I am not a summer person, but I find myself clinging to these daylight hours, the crickets chirping, the open windows, this beautiful, too-quickly-passing summer. Maybe I fell in love with summer this year, and all the things summer brings. Maybe I’m not ready for our fling to be over, even though the leave crunching under my feet as I run fills my heart and soul with deep joy.
Stay. Won’t you?
You know the kind of
day week. The one where nothing goes the way you want it to go. From work projects to runs to scheduling to meals that flop to kids that whine to a dog that pesters the ever-loving snot out of you to the fact that you really haven’t seen your husband at all this week to gas leaks to mean kids to Open House at the school where you learn all of the OMGWTFBBQ about standardized testing thrust upon third graders who are just eight years old to laundry that just won’t flipping wash itself to sheer exhaustion.
Yeah. That was the week we endured.
And I didn’t want to be at the soccer field for an “our game last week sucked so bad” practice at five o’clock on a Friday evening. Because who wants to be at the soccer field for practice—good, bad, or otherwise—at five o’clock on a Friday evening? Not this lady, that’s for certain.
But I got us there. On time.
BigBrother ran off to do whatever it is you do at soccer practice (I did not play soccer; soccer didn’t exist in Rural Ville in the 80s) while LittleBrother and I sought out some shade.
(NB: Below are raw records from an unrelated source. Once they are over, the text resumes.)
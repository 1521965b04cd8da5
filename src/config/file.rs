// SPDX-License-Identifier: MIT OR Apache-2.0
// Copyright (c) 2025 e2eflow contributors

//! Workspace file definition structures
//!
//! Defines the schema for .e2eflow.yaml files.

use serde::{Deserialize, Serialize};
use std::collections::HashMap;
use std::path::PathBuf;

use crate::config::TargetRef;
use crate::errors::E2eflowError;

/// Workspace definition from .e2eflow.yaml
#[derive(Debug, Clone, Serialize, Deserialize)]
pub struct WorkspaceConfig {
    /// Config version (for future compatibility)
    #[serde(default = "default_version")]
    pub version: String,

    /// Workspace name
    pub name: String,

    /// Default runner settings, overridable per invocation
    #[serde(default)]
    pub runner: RunnerDefaults,

    /// Projects with their serve targets
    #[serde(default)]
    pub projects: HashMap<String, Project>,
}

fn default_version() -> String {
    "1".to_string()
}

/// Default runner settings from the workspace file
#[derive(Debug, Clone, Default, Serialize, Deserialize)]
pub struct RunnerDefaults {
    /// Path to the runner's own configuration file
    #[serde(default)]
    pub config: Option<PathBuf>,

    /// Entry point of the runner tool (a JS module run via node)
    #[serde(default)]
    pub entry: Option<PathBuf>,

    /// Default spec patterns
    #[serde(default)]
    pub specs: Vec<String>,

    /// Default suite selector
    #[serde(default)]
    pub suite: Option<String>,

    /// Default host for base-URL synthesis
    #[serde(default)]
    pub host: Option<String>,
}

/// A project with named serve targets
#[derive(Debug, Clone, Serialize, Deserialize)]
pub struct Project {
    #[serde(default)]
    pub targets: HashMap<String, ServeTarget>,
}

/// A serve target: a long-lived command the pipeline can launch as a
/// dev server and wait on for readiness
#[derive(Debug, Clone, Serialize, Deserialize)]
pub struct ServeTarget {
    /// Command to execute
    pub command: String,

    /// Command arguments
    #[serde(default)]
    pub args: Vec<String>,

    /// Port the server is expected to bind when its output names none
    #[serde(default)]
    pub port: Option<u16>,

    /// Whether the server speaks TLS
    #[serde(default)]
    pub tls: bool,

    /// Regex applied to output lines to detect readiness; the first capture
    /// group, when present, is the bound port
    #[serde(default)]
    pub ready_pattern: Option<String>,

    /// Environment variables for the serve command
    #[serde(default)]
    pub env: HashMap<String, String>,

    /// Named configuration overlays (e.g. "production")
    #[serde(default)]
    pub configurations: HashMap<String, TargetOverlay>,
}

/// Per-configuration overrides layered on top of a serve target
#[derive(Debug, Clone, Default, Serialize, Deserialize)]
pub struct TargetOverlay {
    #[serde(default)]
    pub command: Option<String>,
    #[serde(default)]
    pub args: Option<Vec<String>>,
    #[serde(default)]
    pub port: Option<u16>,
    #[serde(default)]
    pub tls: Option<bool>,
    #[serde(default)]
    pub ready_pattern: Option<String>,
    #[serde(default)]
    pub env: Option<HashMap<String, String>>,
}

impl WorkspaceConfig {
    /// Load workspace config from a YAML file
    pub fn from_file(path: &std::path::Path) -> Result<Self, E2eflowError> {
        let content =
            std::fs::read_to_string(path).map_err(|e| E2eflowError::FileReadError {
                path: path.to_path_buf(),
                error: e.to_string(),
            })?;

        Self::from_yaml(&content)
    }

    /// Parse workspace config from a YAML string
    pub fn from_yaml(yaml: &str) -> Result<Self, E2eflowError> {
        serde_yaml::from_str(yaml).map_err(Into::into)
    }

    /// Serialize to YAML
    pub fn to_yaml(&self) -> Result<String, E2eflowError> {
        serde_yaml::to_string(self).map_err(Into::into)
    }

    /// Resolve a target reference into a runnable serve target, applying the
    /// named configuration overlay when one is requested.
    ///
    /// Unknown project, target, or configuration is `InvalidServiceConfig`.
    pub fn resolve_target(&self, target_ref: &TargetRef) -> Result<ServeTarget, E2eflowError> {
        let project = self.projects.get(&target_ref.project).ok_or_else(|| {
            E2eflowError::invalid_service(
                &target_ref.to_string(),
                format!("unknown project '{}'", target_ref.project),
            )
        })?;

        let base = project.targets.get(&target_ref.target).ok_or_else(|| {
            E2eflowError::invalid_service(
                &target_ref.to_string(),
                format!(
                    "project '{}' has no target '{}'",
                    target_ref.project, target_ref.target
                ),
            )
        })?;

        let mut resolved = base.clone();

        if let Some(ref config_name) = target_ref.configuration {
            let overlay = base.configurations.get(config_name).ok_or_else(|| {
                E2eflowError::invalid_service(
                    &target_ref.to_string(),
                    format!("unknown configuration '{}'", config_name),
                )
            })?;
            resolved.apply(overlay);
        }

        resolved.validate(target_ref)?;
        Ok(resolved)
    }
}

impl ServeTarget {
    /// Layer a configuration overlay on top of this target (overlay wins)
    fn apply(&mut self, overlay: &TargetOverlay) {
        if let Some(ref command) = overlay.command {
            self.command = command.clone();
        }
        if let Some(ref args) = overlay.args {
            self.args = args.clone();
        }
        if let Some(port) = overlay.port {
            self.port = Some(port);
        }
        if let Some(tls) = overlay.tls {
            self.tls = tls;
        }
        if let Some(ref pattern) = overlay.ready_pattern {
            self.ready_pattern = Some(pattern.clone());
        }
        if let Some(ref env) = overlay.env {
            self.env.extend(env.clone());
        }
    }

    /// Validate the combined configuration before running
    fn validate(&self, target_ref: &TargetRef) -> Result<(), E2eflowError> {
        if self.command.trim().is_empty() {
            return Err(E2eflowError::invalid_service(
                &target_ref.to_string(),
                "serve command is empty",
            ));
        }

        if let Some(ref pattern) = self.ready_pattern {
            regex::Regex::new(pattern).map_err(|e| {
                E2eflowError::invalid_service(
                    &target_ref.to_string(),
                    format!("invalid ready_pattern: {}", e),
                )
            })?;
        }

        Ok(())
    }
}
I spread out his blanket, and he sat and read for quite some time.
Watching him read, watching him not mind that his Friday evening was being eaten up by an unnecessary practice, made me rethink my stinky attitude.
I mean, what was I going to do?
Go home, finish the dinner I didn’t get finished, toss in some laundry, clean up the week’s worth of clutter in the kitchen, put away my laundry, and then go to bed somewhat early in hopes of having a decent long run tomorrow. No, sitting in the shade with my younger son while my older son ran off some energy didn’t seem too bad.
And so I watched as BigBrother messed up the same drill approximately eight times before he understood what the coach was trying to get him to accomplish. I smiled when he got it right, when I watched the recognition cross his face and the pride puff up his chest. I read a little bit, but my reading was interrupted by a done-reading LittleBrother who apparently did yoga in class with his teacher today. He showed me a bunch of poses, and then asked me to show him some others. I showed him a nice twisting chair which always is great for my back problems. His favorite pose is the Tree Pose. So we had a Tree Pose Off; I won for duration but he won for utter cuteness.
And then practice was over. The world didn’t end. My bad mood lifted not because I went to practice, but because I chose to let my bad mood lift. I’m not always great at living in the moment, at letting the gunk just roll off my shoulders and instead feeling the late September sun shining down on the top of my dark-haired head, letting the sun warm me first from the outside and then all the way into my core, my center. I struggle with not having that 100% control over my life, my schedule; when I write my week down in pen, I don’t want to scratch things out or use white out or have to cram a practice into a spot where a practice wasn’t written. But sometimes, you’re meant to sit in the sun on a September evening without realizing, without it being written perfectly in pen back on Sunday night.
Yes, it was a lovely Friday evening indeed.